A Walk In The Winter Woods

Running Cedar

Stepping off our sandy lane onto a thick cushion of fallen leaves, we don’t have to walk far to find an oasis of green beneath the young oaks, maples, pines and poplars.  In the frigid temperatures and wet weather of January, tiny evergreen plants blanket this zone 7b woodland floor.  These are clubmosses, plants whose ancestors existed almost 400 million years ago before flowering plants populated the earth.  Along with massive tree ferns, the club mosses grew well over 100’ tall with trunk diameters of 5’.  These ancient forests of giants lived in swamps during the age of coal, the Carboniferous era and their decay led to the coal fields of today.

click each photo to enlarge

The first club moss that we encounter in our woods, with its flat branches and the cedar-like appearance, is Running Cedar (Lycopodium digitatum).  At this time of year, the tiny candles or clubs are full of spores and just brushing the plants will generate miniature yellow clouds.  The plants also expand by rhizomes along the ground, thus the name Running Cedar.  In this way, they can cover extensive areas of the forest floor if conditions are ideal. Our woods must provide what they need for the ground is covered with this variety.

Princess Pine

Nearby, we recognize our other clubmoss that looks remarkably like a tiny pine tree (Lycopodium obscurum) or what I call Princess Pine.  It grows about 6 – 8 inches off the ground in our woods but can grow larger. The Princess Pine reproduces by a rhizome as well so I suppose it could be called Running Pine.

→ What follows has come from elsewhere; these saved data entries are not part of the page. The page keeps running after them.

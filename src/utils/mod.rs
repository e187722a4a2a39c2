pub mod error;
pub mod string_ext;

pub use error::{ApiError, ApiResult, ErrorResponse};
pub use string_ext::{StringExt, non_blank};
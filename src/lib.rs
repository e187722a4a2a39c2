//! Email Assistant Library
//!
//! Drafts emails through an LLM provider and keeps a log of every generated email.

use axum::{
    Router,
    routing::{get, post},
};
use sqlx::SqlitePool;
use std::sync::Arc;

pub mod config;
pub mod db;
pub mod handlers;
pub mod models;
pub mod services;
pub mod utils;

pub use config::Config;
pub use services::{EmailLogService, EmailService, LLMClient, LLMError};
pub use utils::{ApiError, ApiResult};

/// Application shared state
///
/// Built once at startup and handed to handlers through axum's `State`.
#[derive(Clone)]
pub struct AppState {
    pub email_service: Arc<EmailService>,
    pub email_log_service: Arc<EmailLogService>,
}

impl AppState {
    pub fn new(db: SqlitePool, llm_client: Arc<LLMClient>) -> Self {
        let email_log_service = Arc::new(EmailLogService::new(db));
        let email_service =
            Arc::new(EmailService::new(llm_client, Arc::clone(&email_log_service)));
        Self { email_service, email_log_service }
    }
}

/// API routes plus `/health`. Both the slash and no-slash forms of the collection paths are served.
pub fn build_router(state: Arc<AppState>) -> Router {
    Router::new()
        .route("/health", get(health_check))
        .route("/generate/", post(handlers::email::generate_email))
        .route("/generate", post(handlers::email::generate_email))
        .route("/logs/", get(handlers::email_log::list_logs))
        .route("/logs", get(handlers::email_log::list_logs))
        .route("/logs/:id", get(handlers::email_log::get_log))
        .with_state(state)
}

async fn health_check() -> &'static str {
    "OK"
}

#[cfg(test)]
mod tests;
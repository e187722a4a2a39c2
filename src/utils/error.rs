use axum::{
    Json,
    http::StatusCode,
    response::{IntoResponse, Response},
};
use serde::Serialize;
use utoipa::ToSchema;

use crate::services::llm::LLMError;

pub type ApiResult<T> = Result<T, ApiError>;

/// Error body returned by every endpoint
#[derive(Debug, Serialize, ToSchema)]
pub struct ErrorResponse {
    pub detail: String,
}

#[derive(Debug, thiserror::Error)]
pub enum ApiError {
    #[error("{message}")]
    ValidationError { status: StatusCode, message: String },

    #[error("{0}")]
    ResourceNotFound(String),

    #[error(transparent)]
    Provider(#[from] LLMError),

    #[error("Database error: {0}")]
    DatabaseError(#[from] sqlx::Error),
}

impl ApiError {
    pub fn validation_error(message: impl Into<String>) -> Self {
        Self::ValidationError { status: StatusCode::UNPROCESSABLE_ENTITY, message: message.into() }
    }

    pub fn not_found(message: impl Into<String>) -> Self {
        Self::ResourceNotFound(message.into())
    }

    pub fn status_code(&self) -> StatusCode {
        match self {
            Self::ValidationError { status, .. } => *status,
            Self::ResourceNotFound(_) => StatusCode::NOT_FOUND,
            Self::Provider(e) => match e.upstream_status() {
                Some(401) => StatusCode::UNAUTHORIZED,
                Some(404) => StatusCode::NOT_FOUND,
                Some(503) => StatusCode::SERVICE_UNAVAILABLE,
                _ => StatusCode::INTERNAL_SERVER_ERROR,
            },
            Self::DatabaseError(_) => StatusCode::INTERNAL_SERVER_ERROR,
        }
    }

    fn detail(&self) -> String {
        match self {
            Self::Provider(e) => match e.upstream_status() {
                Some(401) => format!("Provider rejected the API key: {}", e),
                Some(404) => format!("Provider model or endpoint not found: {}", e),
                Some(503) => format!("Provider temporarily unavailable: {}", e),
                _ => e.to_string(),
            },
            other => other.to_string(),
        }
    }
}

impl From<axum::extract::rejection::JsonRejection> for ApiError {
    fn from(rejection: axum::extract::rejection::JsonRejection) -> Self {
        Self::ValidationError { status: rejection.status(), message: rejection.body_text() }
    }
}

impl From<axum::extract::rejection::PathRejection> for ApiError {
    fn from(rejection: axum::extract::rejection::PathRejection) -> Self {
        Self::validation_error(rejection.body_text())
    }
}

impl IntoResponse for ApiError {
    fn into_response(self) -> Response {
        let status = self.status_code();
        let detail = self.detail();

        if status.is_server_error() {
            tracing::error!("Request failed with {}: {}", status, detail);
        } else {
            tracing::debug!("Request rejected with {}: {}", status, detail);
        }

        (status, Json(ErrorResponse { detail })).into_response()
    }
}
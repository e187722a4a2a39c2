use axum::Router;
use std::sync::Arc;
use tracing_subscriber::{layer::SubscriberExt, util::SubscriberInitExt};
use utoipa::OpenApi;
use utoipa_swagger_ui::SwaggerUi;

use email_assistant::config::Config;
use email_assistant::services::LLMClient;
use email_assistant::{AppState, build_router, db, handlers, models, utils};

#[derive(OpenApi)]
#[openapi(
    paths(
        handlers::email::generate_email,
        handlers::email_log::list_logs,
        handlers::email_log::get_log,
    ),
    components(schemas(
        models::EmailRequest,
        models::EmailResponse,
        models::EmailLog,
        utils::ErrorResponse,
    )),
    tags(
        (name = "Email", description = "Email generation"),
        (name = "Logs", description = "Generated email history"),
    )
)]
struct ApiDoc;

#[tokio::main]
async fn main() -> Result<(), Box<dyn std::error::Error>> {
    let config = Config::load()?;

    // Initialize logging
    let log_filter = tracing_subscriber::EnvFilter::new(&config.logging.level);
    let registry = tracing_subscriber::registry().with(log_filter);

    // Held for the lifetime of the process so buffered file logs get flushed
    let _log_guard = if let Some(log_file) = &config.logging.file {
        let log_path = std::path::Path::new(log_file);
        if let Some(parent) = log_path.parent() {
            let _ = std::fs::create_dir_all(parent);
        }

        let log_dir = log_path.parent().and_then(|p| p.to_str()).unwrap_or("logs");
        let file_name = log_path
            .file_name()
            .and_then(|n| n.to_str())
            .unwrap_or("email-assistant.log");
        // Rolling appender adds a date suffix
        let file_prefix = file_name.strip_suffix(".log").unwrap_or(file_name);

        let file_appender = tracing_appender::rolling::daily(log_dir, file_prefix);
        let (non_blocking, guard) = tracing_appender::non_blocking(file_appender);
        registry
            .with(tracing_subscriber::fmt::layer().with_writer(non_blocking))
            .with(tracing_subscriber::fmt::layer())
            .init();
        Some(guard)
    } else {
        registry.with(tracing_subscriber::fmt::layer()).init();
        None
    };
    tracing::info!("Email assistant starting up");
    tracing::info!("Configuration loaded successfully");

    let pool = db::create_pool(&config.database.url).await?;
    tracing::info!("Database pool created successfully");

    let llm_client = Arc::new(LLMClient::new(&config.llm)?);
    tracing::info!("LLM client initialized (model: {})", config.llm.model);

    let app_state = Arc::new(AppState::new(pool, llm_client));

    let app = Router::new()
        .merge(SwaggerUi::new("/api-docs").url("/api-docs/openapi.json", ApiDoc::openapi()))
        .merge(build_router(app_state))
        .layer(tower_http::trace::TraceLayer::new_for_http())
        .layer(tower_http::cors::CorsLayer::permissive());

    let addr = format!("{}:{}", config.server.host, config.server.port);
    let listener = tokio::net::TcpListener::bind(&addr).await?;

    tracing::info!("Server listening on http://{}", addr);
    tracing::info!("API documentation available at http://{}/api-docs", addr);

    axum::serve(listener, app).await?;

    Ok(())
}
//! LLM Service Module
//!
//! Talks to one OpenAI-compatible chat completion provider.
//!
//! # Flow
//! ```text
//! EmailRequest ──build_prompt──▶ Prompt ──LLMClient::complete──▶ String
//! ```

mod client;
mod models;
mod prompt;

pub use client::LLMClient;
pub use models::{LLMError, Prompt};
pub use prompt::build_prompt;
use axum::{
    Json,
    extract::{Path, State, rejection::PathRejection},
};
use std::sync::Arc;

use crate::AppState;
use crate::models::EmailLog;
use crate::utils::{ApiError, ApiResult, ErrorResponse};

// List all logs, oldest first
#[utoipa::path(
    get,
    path = "/logs/",
    responses(
        (status = 200, description = "All email logs in creation order", body = Vec<EmailLog>)
    ),
    tag = "Logs"
)]
pub async fn list_logs(State(state): State<Arc<AppState>>) -> ApiResult<Json<Vec<EmailLog>>> {
    let logs = state.email_log_service.list().await?;
    tracing::debug!("Retrieved {} email logs", logs.len());
    Ok(Json(logs))
}

// Get log by ID
#[utoipa::path(
    get,
    path = "/logs/{id}",
    params(("id" = i64, Path, description = "Log ID")),
    responses(
        (status = 200, description = "Email log", body = EmailLog),
        (status = 404, description = "Log not found", body = ErrorResponse),
        (status = 422, description = "Invalid log ID", body = ErrorResponse)
    ),
    tag = "Logs"
)]
pub async fn get_log(
    State(state): State<Arc<AppState>>,
    id: Result<Path<i64>, PathRejection>,
) -> ApiResult<Json<EmailLog>> {
    let Path(id) = id?;
    let log = state
        .email_log_service
        .get(id)
        .await?
        .ok_or_else(|| ApiError::not_found("Log not found"))?;
    Ok(Json(log))
}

The common name, clubmoss, describes the appendage at the tip of the plant, which produces spores for reproduction.  The spores have a high oil content and have been used to coat pills and is still used in powders to sooth the skin. Native Americans used the spores for various medicinal purposes and early Americans and Europeans used them for a wide range of healing.  Interesting, the plant is poisonous but not the spores.  The spores are highly flammable and they were used in early photography to provide the needed flash.

A request was once made for some of our Princess Pine to be used as a church decoration.  I gave my consent.  But in learning more about the plant and how difficult it is to transplant or cultivate, I now protect our miniature evergreen forest, a mere shadow of its ancient relatives.

Ann Hohenberger, The Garden Club of Gloucester

7 thoughts on “A Walk In The Winter Woods

  1. My mother used the Running Cedar for Christmas decorations when I was growing up. I hear now that it has protected status in Va., but only in Va. It must have graced too many mantels or wreaths.


    • Oh Les, I hope you are right about protected status. I know I am protective of it. If I caught someone pulling it up, I’m not sure what I’d do. I am reminded of your posts describing damage to your garden, a saga that both shocked me and made me laugh out loud. I’d like to find those posts and read them again and again.


  2. I remember Les’s unbelievable ordeal. Let’s hope no one violates your wonderful club moss. I have seen it used for Christmas decorations, too, and believe it is okay to harvest from your own property although the GCV discourages use of threatened species.


  3. Great tale! As a native Virginian, I remember this plant as Running Cedar. Years ago many people used it in their Christmas decorations. Fortunately today, people are too busy in their lives to go to the woods to gather it or too many of our forests are destroyed now by over development. I hope everyone will remember to preserve our native woodland plants. Ann, thank you for reminding everyone of how beautiful our woodlands and fight to save them!


  4. There is no harm in harvesting running cedar or Princess pine if it is done responsibly. In fact, if done properly, you will increase the population in the successive years.
    1) Don’t harvest more than you need.
    2) Harvest only running cedar or Princess pine with “open” mature cones that will allow dispersal of spores.
    3) Disturb the leaf litter in a new spot in the woods and shake the mature cones over the disturbed area. (You’re effectively “seeding” the new area).
    4) Don’t harvest an entire area. Pick one or two strands in a given area – if you select only open cones this will take care of itself.
    5) Don’t harvest more than you need. (yes it’s listed twice – for effect)

    I have used this method for about 20 years and have increased the size of the area covered by running cedar on our property from about 2/10 of an acre to about 3 acres.


    • I do harvest responsibly for projects here and there but I no longer allow the church to harvest for Christmas wreaths and altar decorations. Not a good thing! I will try your method to seed some new areas. That will be fun. Our strands are going gangbusters, too. It’s amazing how they’ve completely filled our forests in just a few years. Sadly, natural habitats are disappearing all too quickly with the sale of pine for paper mills and the creeping of suburbia. Educating people is the best strategy. Thanks for the information!